18.11.08

Corn, corn, corn, corn, (corn-based) eggs and corn.

A leggere un articolo pubblicato di recente su PNAS, per descrivere la dieta da fast food americano basta prendere questo sketch dei Monty Python e sostituire 'spam' con 'corn' (granoturco).
Due ricercatori hanno analizzato il classico menu di tre grandi catene USA (McDonald's, Wendy's e Burger King), utilizzando una tecnica che, a partire dalla misura di un isotopo del Carbonio contenuto nella carne, permette di stimare quanto la dieta di vitelli e polli fosse ricca di granoturco.
Risultato: tutta la carne bovina e piu' del 90% della carne di pollo arriva da animali che nella loro vita non hanno mai mangiato altro che granturco. Se si aggiunge che il grasso delle patatine di Wendy's proviene dalla frittura in olio di granturco e che le sodas che solitamente accompagnano questi pasti (Coca Cola, Fanta, Sprite, etc.) hanno un altissimo contenuto zuccherino, di solito ottenuto aggiungendo (indovina un po'?) corn syrup, il quadro e' evidente: il tuo pranzo sembra composto da alimenti diversi, ma in realta' stai mangiando la stessa cosa sotto forme diverse.
Anche se la notizia non e' del tutto sorprendente, e' importante che qualcuno si sia messo a misurare i cibi in vendita alle catene di fast food e abbia verificato quello che molti pensavano.
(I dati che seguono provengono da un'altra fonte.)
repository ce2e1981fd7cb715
//! Application startup and lifecycle management.

use crate::config::{StoreBackend, TodoConfig};
use crate::handlers;
use crate::services::{MemoryTodoStore, TodoDb, TodoStore};
use axum::{
    middleware,
    routing::{get, put},
    Router,
};
use service_core::error::AppError;
use service_core::middleware::{metrics_middleware, request_id_middleware};
use std::sync::Arc;
use tokio::net::TcpListener;
use tokio::signal;
use tower_http::trace::TraceLayer;

/// Shared application state.
#[derive(Clone)]
pub struct AppState {
    pub config: TodoConfig,
    pub store: Arc<dyn TodoStore>,
}

/// Builds the HTTP router.
pub fn router(state: AppState) -> Router {
    Router::new()
        .route("/health", get(handlers::health_check))
        .route("/ready", get(handlers::readiness_check))
        .route("/metrics", get(handlers::metrics_endpoint))
        .route(
            "/todos",
            get(handlers::list_todos).post(handlers::create_todo),
        )
        .route(
            "/todos/:id",
            get(handlers::list_todos_by_username)
                .put(handlers::update_todo)
                .delete(handlers::delete_todo),
        )
        .route(
            "/todos/:id/completed",
            put(handlers::update_todo_completed),
        )
        .layer(middleware::from_fn(metrics_middleware))
        .layer(middleware::from_fn(request_id_middleware))
        .layer(TraceLayer::new_for_http())
        .with_state(state)
}

/// Opens the store selected by the configuration. The connection is made once
/// and held for the lifetime of the process.
pub async fn connect_store(config: &TodoConfig) -> Result<Arc<dyn TodoStore>, AppError> {
    match config.store {
        StoreBackend::Mongo => {
            let uri = config.mongodb.uri.as_deref().ok_or_else(|| {
                AppError::ConfigError(anyhow::anyhow!(
                    "MONGODB_ATLAS_CONNECTION_STRING is required for the mongo store"
                ))
            })?;

            let db = TodoDb::connect(
                uri,
                config.mongodb.database.as_deref(),
                &config.mongodb.collection,
            )
            .await
            .map_err(|e| {
                tracing::error!("Failed to connect to MongoDB: {}", e);
                e
            })?;

            // Best effort: lookups by username work without the index.
            if let Err(e) = db.initialize_indexes().await {
                tracing::warn!("Continuing without todo indexes: {}", e);
            }

            Ok(Arc::new(db))
        }
        StoreBackend::Memory => {
            tracing::warn!("Using in-memory todo store; data is lost on restart");
            Ok(Arc::new(MemoryTodoStore::new()))
        }
    }
}

/// Resolves on Ctrl+C or SIGTERM.
pub async fn shutdown_signal() {
    let ctrl_c = async {
        if let Err(e) = signal::ctrl_c().await {
            tracing::error!("Failed to install Ctrl+C handler: {}", e);
            std::future::pending::<()>().await;
        }
    };

    #[cfg(unix)]
    let terminate = async {
        match signal::unix::signal(signal::unix::SignalKind::terminate()) {
            Ok(mut sigterm) => {
                sigterm.recv().await;
            }
            Err(e) => {
                tracing::error!("Failed to install SIGTERM handler: {}", e);
                std::future::pending::<()>().await;
            }
        }
    };

    #[cfg(not(unix))]
    let terminate = std::future::pending::<()>();

    tokio::select! {
        _ = ctrl_c => {},
        _ = terminate => {},
    }

    tracing::info!("Shutdown signal received");
}

/// Application container for managing server lifecycle.
pub struct Application {
    port: u16,
    listener: TcpListener,
    state: AppState,
}

impl Application {
    /// Connects the configured store and binds the listener.
    pub async fn build(config: TodoConfig) -> Result<Self, AppError> {
        let store = connect_store(&config).await?;
        Self::build_with_store(config, store).await
    }

    /// Binds the listener around an already opened store.
    pub async fn build_with_store(
        config: TodoConfig,
        store: Arc<dyn TodoStore>,
    ) -> Result<Self, AppError> {
        // Port 0 = random port for testing
        let addr = config.common.bind_addr();
        let listener = TcpListener::bind(addr).await.map_err(|e| {
            tracing::error!("Failed to bind TCP listener to {}: {}", addr, e);
            AppError::from(e)
        })?;
        let port = listener.local_addr()?.port();

        tracing::info!("Server started on port {}", port);

        Ok(Self {
            port,
            listener,
            state: AppState { config, store },
        })
    }

    pub fn port(&self) -> u16 {
        self.port
    }

    pub fn store(&self) -> Arc<dyn TodoStore> {
        self.state.store.clone()
    }

    /// Serves requests until a shutdown signal arrives.
    pub async fn run_until_stopped(self) -> std::io::Result<()> {
        let app = router(self.state);
        axum::serve(self.listener, app)
            .with_graceful_shutdown(shutdown_signal())
            .await
    }
}
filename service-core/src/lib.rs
//! service-core: Shared infrastructure for the todo service.
pub mod config;
pub mod error;
pub mod middleware;
pub mod observability;
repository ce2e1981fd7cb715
use opentelemetry::KeyValue;
use opentelemetry_otlp::WithExportConfig;
use opentelemetry_sdk::{Resource, runtime, trace as sdktrace};
use tracing_subscriber::{layer::SubscriberExt, util::SubscriberInitExt};

/// Installs the global subscriber: env filter, JSON formatter and, when an
/// endpoint is given, an OTLP span exporter.
///
/// `RUST_LOG` overrides `log_level`. Must be called from within a tokio runtime.
pub fn init_tracing(service_name: &str, log_level: &str, otlp_endpoint: Option<&str>) {
    let env_filter = tracing_subscriber::EnvFilter::try_from_default_env()
        .unwrap_or_else(|_| tracing_subscriber::EnvFilter::new(log_level));

    let telemetry = otlp_endpoint.and_then(|endpoint| {
        let otlp_exporter = opentelemetry_otlp::new_exporter()
            .tonic()
            .with_endpoint(endpoint);

        match opentelemetry_otlp::new_pipeline()
            .tracing()
            .with_exporter(otlp_exporter)
            .with_trace_config(sdktrace::config().with_resource(Resource::new(vec![
                KeyValue::new("service.name", service_name.to_string()),
            ])))
            .install_batch(runtime::Tokio)
        {
            Ok(tracer) => Some(tracing_opentelemetry::layer().with_tracer(tracer)),
            Err(e) => {
                eprintln!(
                    "Failed to initialize OTLP tracer for service '{}' at endpoint '{}': {}",
                    service_name, endpoint, e
                );
                None
            }
        }
    });

    tracing_subscriber::registry()
        .with(env_filter)
        .with(telemetry)
        .with(
            tracing_subscriber::fmt::layer()
                .with_file(true)
                .with_line_number(true)
                .json()
                .flatten_event(true),
        )
        .init();
}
Per chi volesse saperne di piu', una descrizione approfondita del complesso agro-alimentare basato sul granoturco costituisce la parte iniziale, oltre che la piu' interessante, di The Omnivore's Dilemma di Michael Pollan (ora anche tradotto in italiano).
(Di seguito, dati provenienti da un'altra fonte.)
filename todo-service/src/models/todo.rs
use mongodb::bson::{doc, oid::ObjectId, Bson, Document};
use serde::{Deserialize, Deserializer, Serialize};
use service_core::error::AppError;

/// A user-supplied field: `None` when it was left out, `Some(None)` when it
/// was sent (or stored) as `null`.
pub type Field<T> = Option<Option<T>>;

/// Deserializes a [`Field`], keeping an explicit `null` apart from a missing
/// key. Pair with `#[serde(default)]`.
pub fn deserialize_field<'de, T, D>(deserializer: D) -> Result<Field<T>, D::Error>
where
    T: Deserialize<'de>,
    D: Deserializer<'de>,
{
    Option::<T>::deserialize(deserializer).map(Some)
}

/// A todo document as stored in the collection.
///
/// The collection is schemaless: fields left out at creation are not stored,
/// fields sent as `null` are stored as `null`.
#[derive(Debug, Clone, Serialize, Deserialize, PartialEq)]
pub struct Todo {
    #[serde(rename = "_id", skip_serializing_if = "Option::is_none")]
    pub id: Option<ObjectId>,
    #[serde(
        default,
        deserialize_with = "deserialize_field",
        skip_serializing_if = "Option::is_none"
    )]
    pub username: Field<String>,
    #[serde(
        default,
        deserialize_with = "deserialize_field",
        skip_serializing_if = "Option::is_none"
    )]
    pub todo: Field<String>,
    #[serde(
        default,
        deserialize_with = "deserialize_field",
        skip_serializing_if = "Option::is_none"
    )]
    pub completed: Field<bool>,
}

impl Todo {
    /// Builds a new document with a freshly generated id.
    pub fn new(username: Field<String>, todo: Field<String>, completed: Field<bool>) -> Self {
        Self {
            id: Some(ObjectId::new()),
            username,
            todo,
            completed,
        }
    }

    pub fn username(&self) -> Option<&str> {
        self.username.as_ref().and_then(|u| u.as_deref())
    }

    pub fn apply(&mut self, patch: &TodoPatch) {
        if let Some(todo) = &patch.todo {
            self.todo = Some(todo.clone());
        }
        if let Some(completed) = patch.completed {
            self.completed = Some(completed);
        }
    }
}

/// Partial update: fields that were sent overwrite the stored ones, `null`
/// included; fields left out are kept.
#[derive(Debug, Clone, Default, PartialEq)]
pub struct TodoPatch {
    pub todo: Field<String>,
    pub completed: Field<bool>,
}

fn or_null<T: Into<Bson>>(value: Option<T>) -> Bson {
    value.map_or(Bson::Null, Into::into)
}

impl TodoPatch {
    pub fn is_empty(&self) -> bool {
        self.todo.is_none() && self.completed.is_none()
    }

    /// `$set` update document containing only the fields that were sent.
    pub fn to_update_document(&self) -> Document {
        let mut set = Document::new();
        if let Some(todo) = &self.todo {
            set.insert("todo", or_null(todo.clone()));
        }
        if let Some(completed) = self.completed {
            set.insert("completed", or_null(completed));
        }
        doc! { "$set": set }
    }
}

/// Parses a path id into an ObjectId. Malformed ids are an error like any other.
pub fn parse_todo_id(id: &str) -> Result<ObjectId, AppError> {
    ObjectId::parse_str(id).map_err(|e| {
        tracing::warn!(id = %id, "Rejected malformed todo id: {}", e);
        AppError::from(e)
    })
}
Pollan (qui in una presentazione a Google, qui in un'intervista per TimesTalks) spiega in dettaglio come i sussidi sul granoturco, nati dall'esigenza di aiutare gli agricoltori in un momento di difficolta', siano diventati la prima ragione per cui negli USA e' nato un intero complesso industriale che sfrutta il piu' possibile questa materia prima sempre piu' sovrabbondante ed economica per immettere sul mercato burger e Cola a prezzi stracciati. E' junk food, ovvio, ma e' food, con un rapporto di calorie per dollaro imbattibile.
Imbattibile perche' falso, visto che il cibo prodotto con queste modalita' e con questa bassa qualita' finale e' associato a costi apparentemente invisibili ma molto reali, dall'inquinamento causato dall'uso intensivo di fertilizzanti ai soldi necessari per curare le malattie causate da diete ipercaloriche.

Il problema vero e' come proporre una via d'uscita da questa dinamica storta senza cadere nell'atteggiamento radical chic di Pollan, che si innamora di soluzioni bucoliche, attraenti ma poco realistiche, e va giu' con la mannaia su business come Whole Foods, gia' inaccessibili alla clientela con minori possibilita' economiche.
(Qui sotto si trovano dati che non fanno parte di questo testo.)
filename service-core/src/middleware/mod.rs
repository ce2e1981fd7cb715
pub mod metrics;
pub mod tracing;

pub use self::metrics::metrics_middleware;
pub use self::tracing::{REQUEST_ID_HEADER, request_id_middleware};
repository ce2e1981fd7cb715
use crate::services::get_metrics;
use crate::startup::AppState;
use axum::{extract::State, http::StatusCode, response::IntoResponse, Json};
use serde_json::json;

/// Liveness check; pings the store.
pub async fn health_check(State(state): State<AppState>) -> impl IntoResponse {
    match state.store.health_check().await {
        Ok(_) => (
            StatusCode::OK,
            Json(json!({
                "status": "ok",
                "service": "todo-service",
                "version": env!("CARGO_PKG_VERSION")
            })),
        ),
        Err(e) => (
            StatusCode::SERVICE_UNAVAILABLE,
            Json(json!({
                "status": "unhealthy",
                "service": "todo-service",
                "error": e.to_string()
            })),
        ),
    }
}

pub async fn readiness_check(State(state): State<AppState>) -> impl IntoResponse {
    match state.store.health_check().await {
        Ok(_) => StatusCode::OK,
        Err(_) => StatusCode::SERVICE_UNAVAILABLE,
    }
}

pub async fn metrics_endpoint() -> impl IntoResponse {
    (
        StatusCode::OK,
        [("content-type", "text/plain; charset=utf-8")],
        get_metrics(),
    )
}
Dire 'E' tutta questione di cultura' o 'Basta solo imparare a mangiare meno e meglio' e' in parte vero, ma e' anche miope e/o snob: McDonald's ha successo non solo perche' l'organismo umano si e' evoluto in condizioni di carenza di cibo e ha sviluppato quindi una sorta di radar per i cibi piu' ricchi di grassi e zuccheri, ma anche perche' con i soldi di un McQualcosa vai da Whole Foods e ti compri due carotine.
Sono belle, organic, cresciute con amore, le ha raccolte una contadina in una notte di luna piena al suono di canti dei nativi americani; tutto quel che vuoi, ma rimangono due carotine.